秋分の日を過ぎて季節が少し進み秋の匂いが感じられるようになりました。平素は世田谷北部病院の運営にご理解とご支援を賜りまして誠にありがとうございます。新年度がスタートして半年余りが経過しました。地域の皆様に信頼され、頼りにされる病院をモットーに、外科・内科・整形外科診療を積極的に展開しております。引き続きこの運営方針のもと職員が一丸となって取り組んでまいりますのでよろしくお願い致します。
<救急医療への取り組み>
当院では「救急医療の充実」をテーマのひとつに掲げて取り組んでおります。救急応需設備や医師の働き方改革にともなう制限がありますが、救急応需については成城消防署からの更なる期待、また地域の皆様の急な要請にも応えるべく職員一同協力しながら対応しております。平日日中の救急外来での初期対応は現在、救急医療対応経験の豊富な常勤外科医が、疾患にかかわらず初期診療を提供しております。病状によっては内科医・整形外科医と連携して診断・診療を進めております。7月からは救急専門医の先生方にも診療参加いただいており、よりいっそう救急医療の質の向上を目指しております。なお、高度でより専門的な対応が必要な場合は、一般的な対処ののち高度専門病院との連携により迅速に対応しております。

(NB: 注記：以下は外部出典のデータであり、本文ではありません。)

//! Cross-strategy numerical equivalence
//!
//! Scalar, SIMD and thread-pool backends must agree with the scalar kernels
//! within 1e-4 relative error, and KNN results must be consistent with the
//! distance matrix of the same backend.

use proptest::prelude::*;
use rand::rngs::StdRng;
use rand::{Rng, SeedableRng};
use strata_accel_core::kernels;
use strata_accel_core::{ComputeBackend, DistanceMetric, VectorBackend};
use strata_accel_cpu::{
    ParallelSettings, ParallelVectorBackend, ScalarVectorBackend, SimdKernels,
    SimdVectorBackend,
};

const DIMS: [usize; 6] = [1, 3, 4, 8, 16, 129];
const REL_EPS: f32 = 1e-4;

fn random_rows(rng: &mut StdRng, rows: usize, dim: usize) -> Vec<f32> {
    (0..rows * dim).map(|_| rng.gen_range(-1.0f32..1.0)).collect()
}

fn backends() -> Vec<Box<dyn VectorBackend>> {
    let all: Vec<Box<dyn VectorBackend>> = vec![
        Box::new(ScalarVectorBackend::new()),
        Box::new(SimdVectorBackend::new()),
        Box::new(SimdVectorBackend::with_kernels(SimdKernels::scalar())),
        Box::new(ParallelVectorBackend::new(ParallelSettings {
            threads: 4,
            simd: true,
        })),
        Box::new(ParallelVectorBackend::new(ParallelSettings {
            threads: 2,
            simd: false,
        })),
    ];
    for b in &all {
        b.initialize().unwrap();
    }
    all
}

fn assert_rel_close(got: f32, want: f32, ctx: &str) {
    let tol = REL_EPS * want.abs().max(1.0);
    assert!((got - want).abs() <= tol, "{}: got {} want {}", ctx, got, want);
}

#[test]
fn distances_agree_with_scalar_reference() {
    let mut rng = StdRng::seed_from_u64(0x5eed_acce1);
    let backends = backends();
    for dim in DIMS {
        let queries = random_rows(&mut rng, 37, dim);
        let vectors = random_rows(&mut rng, 53, dim);
        for metric in [DistanceMetric::L2, DistanceMetric::Cosine] {
            let reference: Vec<f32> = queries
                .chunks_exact(dim)
                .flat_map(|q| {
                    vectors
                        .chunks_exact(dim)
                        .map(move |v| kernels::distance(metric, q, v))
                })
                .collect();
            for backend in &backends {
                let got = backend
                    .compute_distances(&queries, &vectors, dim, metric)
                    .unwrap();
                assert_eq!(got.len(), reference.len());
                for (i, (g, r)) in got.iter().zip(reference.iter()).enumerate() {
                    let ctx = format!("{} dim={} {:?} cell={}", backend.name(), dim, metric, i);
                    assert_rel_close(*g, *r, &ctx);
                }
            }
        }
    }
}

#[test]
fn knn_is_sorted_subset_of_distance_row() {
    let mut rng = StdRng::seed_from_u64(42);
    for backend in backends() {
        for dim in DIMS {
            let queries = random_rows(&mut rng, 9, dim);
            let vectors = random_rows(&mut rng, 25, dim);
            for k in [1usize, 5, 25, 40] {
                let matrix = backend
                    .compute_distances(&queries, &vectors, dim, DistanceMetric::L2)
                    .unwrap();
                let knn = backend
                    .batch_knn_search(&queries, &vectors, dim, k, DistanceMetric::L2)
                    .unwrap();
                assert_eq!(knn.len(), 9);
                for (q, hits) in knn.iter().enumerate() {
                    assert_eq!(hits.len(), k.min(25));
                    let row = &matrix[q * 25..(q + 1) * 25];
                    for w in hits.windows(2) {
                        assert!(w[0].1 <= w[1].1, "{} not ascending", backend.name());
                    }
                    for (idx, d) in hits {
                        assert_eq!(row[*idx as usize], *d);
                    }
                    // Everything strictly closer than the last hit is itself a hit
                    let worst = hits.last().map(|h| h.1).unwrap_or(f32::INFINITY);
                    let closer = row.iter().filter(|d| **d < worst).count();
                    assert!(closer < hits.len());
                }
            }
        }
    }
}

#[test]
fn end_to_end_scenario() {
    let queries = [0.0, 0.0, 0.0, 0.0, 1.0, 1.0, 1.0, 1.0];
    let vectors = [0.0, 0.0, 0.0, 0.0, 1.0, 1.0, 1.0, 0.0, 2.0, 2.0, 2.0, 2.0];
    for backend in backends() {
        let res = backend
            .batch_knn_search(&queries, &vectors, 4, 2, DistanceMetric::from_use_l2(true))
            .unwrap();
        assert_eq!(res[0][0], (0, 0.0));
        assert_eq!(res[0][1].0, 1);
        assert!((res[0][1].1 - 3.0f32.sqrt()).abs() < 1e-5, "{}", res[0][1].1);
        assert_eq!(res[1], vec![(1, 1.0), (0, 2.0)]);
    }
}

proptest! {
    #![proptest_config(ProptestConfig::with_cases(64))]

    #[test]
    fn prop_knn_length_is_min_k_n(
        n in 0usize..40,
        k in 0usize..50,
        seed in any::<u64>(),
    ) {
        let mut rng = StdRng::seed_from_u64(seed);
        let dim = 8;
        let queries = random_rows(&mut rng, 3, dim);
        let vectors = random_rows(&mut rng, n, dim);
        let backend = ParallelVectorBackend::default();
        backend.initialize().unwrap();
        let res = backend
            .batch_knn_search(&queries, &vectors, dim, k, DistanceMetric::Cosine)
            .unwrap();
        prop_assert_eq!(res.len(), 3);
        for hits in res {
            prop_assert_eq!(hits.len(), k.min(n));
        }
    }
}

入院要請に関しては、積極的に応需する体制にありますので、在宅訪問診療の先生方また医院・クリニックの先生方におかれましては安心してご連絡ください。個別の様々な状況は常に存在しますが、その都度最善の方法を地域連携室交えて検討し、解決してまいります。
<外科系診療の提供>
もうひとつ取り組んでいるテーマが「外科系診療の提供」です。できるだけこの地域で気軽に受けられるものにしたいという気持ちがあり整備を進めております。外科では昨年度まで未整備であった最新内視鏡手術関連器材を導入し、いまや標準となっている鏡視下手術の提供が可能になりました。大学病院等では長時間の術前待機を余儀なくされる胆石症や鼠径ヘルニア、虫垂炎などに対しては当院で役割を十分果たせると考えております。また、思いがけない形で発見される胃癌、大腸癌の手術症例も少しずつ増えてきました。食思不振等の消化器症状がある場合は、是非積極的に当院にて検査を依頼して頂きたいと思います。また古い言葉にはなりますが、地域社会のなかで「がん難民」が生じないように進行・再発癌の治療、緩和医療、生活上のサポートを行っていきたいと考えています。病状や病態に寄り添ったかたちで診療を進めさせていただきます。
整形外科では専門医の先生方を中心に手術治療を展開しております。外傷にともなう骨折は常に突然で、患者様のみならずご家族も急な対応を迫られる場面が多くあります。できるだけ皆様の状況に沿うような展開で、ものごとを進められるように心がけております。整形外科外来は毎日開設しておりますので、どうぞお気軽に受診ください。
その他の外科系診療科につきましても皆様の声をもとにできるだけ体制整備を進めたいと考えております。
<脳神経・乳腺の専門医による診療>
病院に様々な患者様が来院するようになっていく中で、その他領域の診療についてのご質問を受けることも多くなりました。木曜日には東京科学大学(東京医科歯科大学が2024年10月より東京工業大学と統合して改称)脳神経外科より、また午後は日産玉川病院乳腺外科よりそれぞれ専門医に来ていただき、外来を開設しています。難治性頭痛やめまい、頭部外傷、その他検診などで脳動脈瘤を指摘された場合など脳神経系は是非木曜日午前をご活用ください。また乳房のしこり、授乳期のトラブル、乳癌健診などをお悩みの場合は是非木曜日午後をご活用ください。乳腺外科は女性医師ですので、乳房の悩みのみならず広く女性の立場での外科診療(肛門疾患など)も相談可能です。
<アドバンス・ケア・プランニング>
最近、厚労省・世田谷区ともに(超)高齢者社会が加速する中で、アドバンス・ケア・プランニング(Advance Care Planning; ACP「人生会議」)の啓発活動が進んでいます。こうしたことを踏まえ、皆様とともに地域医療を考えていきたいと思っています。院内に掲示物・パンフレット等ありますのでご参照ください。
<「One Team」の精神>
医療安全ならびに医療の質が問われる時代であることは明確であり、就任当初に掲げた「One Team」の精神を忘れずに、地域の皆様の健康を守るべく活動を展開し続けることにブレはありません。これから秋冬シーズンを迎え、感染症が気になる季節となります。手指衛生の重要性を改めてご認識いただき地域全体で予防をしてまいりましょう。引き続き皆様のご指導、ご支援をどうぞ宜しくお願い致します。